Problem requirements:
Your answer is a number only: how many lines in the data below contain "owned"?

===== Records for this task

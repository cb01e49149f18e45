//! Shared scaffolding for engine tests.

use std::{collections::HashMap, sync::Arc, time::Duration};

use async_trait::async_trait;
use parking_lot::Mutex;
use tokio::sync::mpsc::UnboundedReceiver;
use url::Url;

use crate::{
    Runtime,
    fetch::{FetchError, Fetcher},
};
use flash_surface::{Surface, SurfaceEvent};

/// Fetcher answering from a scripted URL->body map, recording every hit.
/// Unknown URLs answer 404.
pub struct ScriptedFetcher {
    responses: Mutex<HashMap<String, String>>,
    delays: Mutex<HashMap<String, Duration>>,
    hits: Mutex<Vec<String>>,
}

impl ScriptedFetcher {
    pub fn new() -> Arc<Self> {
        Arc::new(Self {
            responses: Mutex::new(HashMap::new()),
            delays: Mutex::new(HashMap::new()),
            hits: Mutex::new(Vec::new()),
        })
    }

    pub fn insert(&self, url: &str, body: &str) {
        self.responses.lock().insert(url.to_string(), body.to_string());
    }

    /// Script a response that only answers after `delay_ms` of (virtual)
    /// time, for ordering tests under `start_paused`.
    pub fn insert_delayed(&self, url: &str, body: &str, delay_ms: u64) {
        self.insert(url, body);
        self.delays
            .lock()
            .insert(url.to_string(), Duration::from_millis(delay_ms));
    }

    /// Every URL requested, in request order.
    pub fn hits(&self) -> Vec<String> {
        self.hits.lock().clone()
    }

    pub fn hit_count(&self, url: &str) -> usize {
        self.hits.lock().iter().filter(|h| h.as_str() == url).count()
    }
}

#[async_trait]
impl Fetcher for ScriptedFetcher {
    async fn fetch_text(&self, url: &Url) -> Result<String, FetchError> {
        let key = url.to_string();
        self.hits.lock().push(key.clone());
        let delay = self.delays.lock().get(&key).copied();
        if let Some(delay) = delay {
            tokio::time::sleep(delay).await;
        }
        match self.responses.lock().get(&key) {
            Some(body) => Ok(body.clone()),
            None => Err(FetchError::Status {
                url: key,
                status: 404,
            }),
        }
    }
}

/// Runtime over a scripted fetcher, plus the surface event receiver.
pub fn scripted_runtime(
    fetcher: Arc<ScriptedFetcher>,
    location: &str,
) -> (Runtime, UnboundedReceiver<SurfaceEvent>) {
    let (surface, events) = Surface::new();
    let location = Url::parse(location).expect("test location");
    (Runtime::with_fetcher(surface, location, fetcher), events)
}

/// Poll `pred` every few milliseconds until it holds or `timeout_ms`
/// elapses. Returns whether it held.
pub async fn wait_until(timeout_ms: u64, mut pred: impl FnMut() -> bool) -> bool {
    let deadline = tokio::time::Instant::now() + Duration::from_millis(timeout_ms);
    loop {
        if pred() {
            return true;
        }
        if tokio::time::Instant::now() >= deadline {
            return false;
        }
        tokio::time::sleep(Duration::from_millis(2)).await;
    }
}

/// Route test logging through `tracing`, honoring `RUST_LOG`.
pub fn init_logging() {
    use tracing_subscriber::EnvFilter;
    let _ = tracing_subscriber::fmt()
        .with_env_filter(EnvFilter::from_default_env())
        .with_test_writer()
        .try_init();
}
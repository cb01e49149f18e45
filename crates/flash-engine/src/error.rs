use std::result::Result as StdResult;

use thiserror::Error;

use crate::fetch::FetchError;

/// Convenient result type for the engine crate.
pub type Result<T> = StdResult<T, Error>;

/// Unified error type for the FLASH engine.
#[derive(Debug, Error)]
pub enum Error {
    /// Network or status failure while fetching a document or definition.
    #[error(transparent)]
    Fetch(#[from] FetchError),

    /// Failure mutating the host surface.
    #[error("surface error: {0}")]
    Surface(#[from] flash_surface::Error),

    /// A registered bit behavior reported a failure.
    #[error("behavior '{name}' failed: {message}")]
    Behavior {
        /// Bit name the behavior is registered under.
        name: String,
        /// Human-readable failure description.
        message: String,
    },
}

impl Error {
    /// Build a behavior failure for the given bit name.
    pub fn behavior(name: impl Into<String>, message: impl Into<String>) -> Self {
        Self::Behavior {
            name: name.into(),
            message: message.into(),
        }
    }
}
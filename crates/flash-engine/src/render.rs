//! Section rendering onto the host surface.
//!
//! Containers are inserted synchronously in declaration order; bit bodies
//! populate asynchronously and are joined before the mount is marked done,
//! so final node order is guaranteed by insertion order, not completion
//! order.

use std::collections::BTreeMap;

use flash_config::{BitSection, CanonicalConfig, SectionSpec, SourceEntry, TextSection,
    normalize_color};
use flash_surface::{
    ContainerNode, FrameNode, MOUNT_TAG, MountId, Node, Surface, TextAlign, TextNode,
};
use futures::future::join_all;
use once_cell::sync::Lazy;
use regex::Regex;
use serde_yaml::Value;
use tracing::{debug, trace, warn};
use url::Url;

use crate::{behavior::BehaviorRegistry, behavior::BitContext, loader::BitLoader};

/// Reserved bit name handled directly by the renderer.
const FRAME_BIT: &str = "frame";

/// Relative location of the distributable runtime bundle referenced by
/// generated bootstrap documents.
const RUNTIME_BUNDLE: &str = "flash.js";

/// Matches the bit-definition file-extension pattern in a target path.
static DOCUMENT_PATH: Lazy<Regex> =
    Lazy::new(|| Regex::new(r"(?i)\.ya?ml(?:[?#].*)?$").expect("static pattern"));

/// Whether a path points at a configuration document.
pub(crate) fn is_document_path(path: &str) -> bool {
    DOCUMENT_PATH.is_match(path)
}

/// Minimal wrapper document that re-invokes the runtime against `target`,
/// used when a frame embeds a configuration document directly.
pub fn bootstrap_document(target: &str) -> String {
    format!(
        "<!doctype html>\n<html>\n<head><meta charset=\"utf-8\"></head>\n<body>\n\
         <{MOUNT_TAG} src=\"{target}\"></{MOUNT_TAG}>\n\
         <script src=\"{RUNTIME_BUNDLE}\"></script>\n</body>\n</html>\n"
    )
}

/// Renders one canonical configuration into a mount.
pub(crate) struct SectionRenderer<'a> {
    pub surface: &'a Surface,
    pub loader: &'a BitLoader,
    pub behaviors: &'a BehaviorRegistry,
    pub location: &'a Url,
}

impl SectionRenderer<'_> {
    /// Render all sections in declaration order, then await bit bodies.
    pub(crate) async fn render(
        &self,
        mount: MountId,
        cfg: &CanonicalConfig,
        sources: &[SourceEntry],
    ) {
        let mut pending = Vec::new();
        for section in &cfg.sections {
            match section {
                SectionSpec::Text(text) => {
                    if let Err(e) = self.surface.push_node(mount, text_node(text)) {
                        warn!(error = %e, "text section dropped");
                    }
                }
                SectionSpec::Bit(bit) if bit.name == FRAME_BIT => {
                    if let Err(e) = self.surface.push_node(mount, frame_node(&bit.config)) {
                        warn!(error = %e, "frame section dropped");
                    }
                }
                SectionSpec::Bit(bit) => {
                    let container = Node::Container(ContainerNode {
                        bit: bit.name.clone(),
                        id: config_id(&bit.config),
                        children: Vec::new(),
                    });
                    match self.surface.push_node(mount, container) {
                        Ok(index) => {
                            pending.push(self.populate_bit(
                                mount,
                                index,
                                bit,
                                &cfg.metadata,
                                sources,
                            ));
                        }
                        Err(e) => warn!(bit = %bit.name, error = %e, "bit container dropped"),
                    }
                }
            }
        }
        join_all(pending).await;
    }

    /// Resolve one bit and populate its container. All failures stay local
    /// to this section.
    async fn populate_bit(
        &self,
        mount: MountId,
        container: usize,
        bit: &BitSection,
        metadata: &BTreeMap<String, String>,
        sources: &[SourceEntry],
    ) {
        let definition = match self.loader.resolve(&bit.name, sources, self.location).await {
            Ok(def) => def,
            Err(e) => {
                // Exhausted chain: the container stays empty.
                debug!(bit = %bit.name, error = %e, "bit resolution failed");
                return;
            }
        };

        self.loader
            .apply_css(self.surface, &bit.name, definition.css.as_deref());

        let Some(handler) = self.behaviors.get(&bit.name) else {
            trace!(bit = %bit.name, "no behavior registered");
            return;
        };
        let mut ctx = BitContext::new(
            self.surface,
            mount,
            container,
            &bit.config,
            metadata,
            &definition,
        );
        if let Err(e) = handler.render(&mut ctx) {
            debug!(bit = %bit.name, error = %e, "bit behavior failed, discarded");
        }
    }
}

/// Map a canonical text section to its surface node.
fn text_node(text: &TextSection) -> Node {
    let align = &text.style.align;
    Node::Text(TextNode {
        content: text.content.clone(),
        color: text.color.as_deref().map(normalize_color),
        bold: text.style.bold,
        text_align: match align.horizontal.as_deref() {
            Some("center") => Some(TextAlign::Center),
            Some("right") => Some(TextAlign::Right),
            Some("left") => Some(TextAlign::Left),
            _ => None,
        },
        viewport_center: align.vertical.as_deref() == Some("middle"),
        id: text.id.clone(),
    })
}

/// Build the frame node for a `frame` section. Configuration documents get
/// a bootstrap wrapper instead of being embedded as raw text.
fn frame_node(config: &Value) -> Node {
    let target = config
        .get("src")
        .or_else(|| config.get("url"))
        .and_then(Value::as_str)
        .unwrap_or_default()
        .to_string();
    let bootstrap = is_document_path(&target).then(|| bootstrap_document(&target));
    Node::Frame(FrameNode {
        target,
        bootstrap,
        id: config_id(config),
    })
}

/// Optional declared identifier carried on a bit's configuration.
fn config_id(config: &Value) -> Option<String> {
    config.get("id").and_then(Value::as_str).map(str::to_string)
}
//! Bit resolution against the source chain, with an owned cache.

use std::{
    collections::{HashMap, HashSet},
    sync::Arc,
};

use flash_config::{BitDefinition, SourceEntry};
use flash_surface::Surface;
use parking_lot::Mutex;
use tokio::sync::OnceCell;
use tracing::{debug, trace};
use url::Url;

use crate::fetch::{FetchError, Fetcher, resolve_url};

/// Definition file extensions tried per base, in order.
const DEFINITION_EXTENSIONS: [&str; 2] = ["yaml", "yml"];

/// Cache of resolved bit definitions, owned by one runtime instance.
///
/// Keyed by bare bit name: one bit namespace per runtime, so a name always
/// resolves to whatever source answered first for the runtime's lifetime,
/// even when later documents declare a different chain. Resolution is
/// single-flight per name; failed resolutions are not cached and a later
/// reference retries the chain.
#[derive(Default)]
pub struct BitCache {
    entries: Mutex<HashMap<String, Arc<OnceCell<Arc<BitDefinition>>>>>,
}

impl BitCache {
    fn cell(&self, name: &str) -> Arc<OnceCell<Arc<BitDefinition>>> {
        self.entries
            .lock()
            .entry(name.to_string())
            .or_default()
            .clone()
    }
}

/// Resolves bits by name against an ordered source chain.
pub struct BitLoader {
    fetcher: Arc<dyn Fetcher>,
    cache: BitCache,
    styles_applied: Mutex<HashSet<String>>,
}

impl BitLoader {
    /// Create a loader with an empty cache.
    pub fn new(fetcher: Arc<dyn Fetcher>) -> Self {
        Self {
            fetcher,
            cache: BitCache::default(),
            styles_applied: Mutex::new(HashSet::new()),
        }
    }

    /// Resolve `name`, cache-first.
    ///
    /// On a miss, each base in `sources` is tried sequentially with
    /// `{base}{name}.yaml` then `{base}{name}.yml`; the first candidate
    /// that both fetches and parses wins and all later candidates are
    /// abandoned. Candidates are resolved relative to `location`.
    pub async fn resolve(
        &self,
        name: &str,
        sources: &[SourceEntry],
        location: &Url,
    ) -> Result<Arc<BitDefinition>, FetchError> {
        let cell = self.cache.cell(name);
        cell.get_or_try_init(|| self.fetch_definition(name, sources, location))
            .await
            .cloned()
    }

    async fn fetch_definition(
        &self,
        name: &str,
        sources: &[SourceEntry],
        location: &Url,
    ) -> Result<Arc<BitDefinition>, FetchError> {
        for source in sources {
            for ext in DEFINITION_EXTENSIONS {
                let candidate = format!("{}{}.{}", source.base(), name, ext);
                let url = match resolve_url(location, &candidate) {
                    Ok(u) => u,
                    Err(e) => {
                        debug!(candidate, error = %e, "unresolvable bit candidate");
                        continue;
                    }
                };
                match self.fetcher.fetch_text(&url).await {
                    Ok(text) => match BitDefinition::parse(&text) {
                        Ok(def) => {
                            debug!(bit = name, url = %url, "bit resolved");
                            return Ok(Arc::new(def));
                        }
                        Err(e) => {
                            debug!(bit = name, url = %url, error = %e, "bit definition rejected");
                        }
                    },
                    Err(e) => {
                        trace!(bit = name, url = %url, error = %e, "bit candidate failed");
                    }
                }
            }
        }
        Err(FetchError::Exhausted {
            name: name.to_string(),
        })
    }

    /// Inject a bit's style text into the surface head, at most once per
    /// name for this loader's lifetime.
    pub fn apply_css(&self, surface: &Surface, name: &str, css: Option<&str>) {
        let Some(css) = css else { return };
        if css.trim().is_empty() {
            return;
        }
        if !self.styles_applied.lock().insert(name.to_string()) {
            return;
        }
        surface.upsert_style(name, css);
    }
}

==========

Solution to this task:
2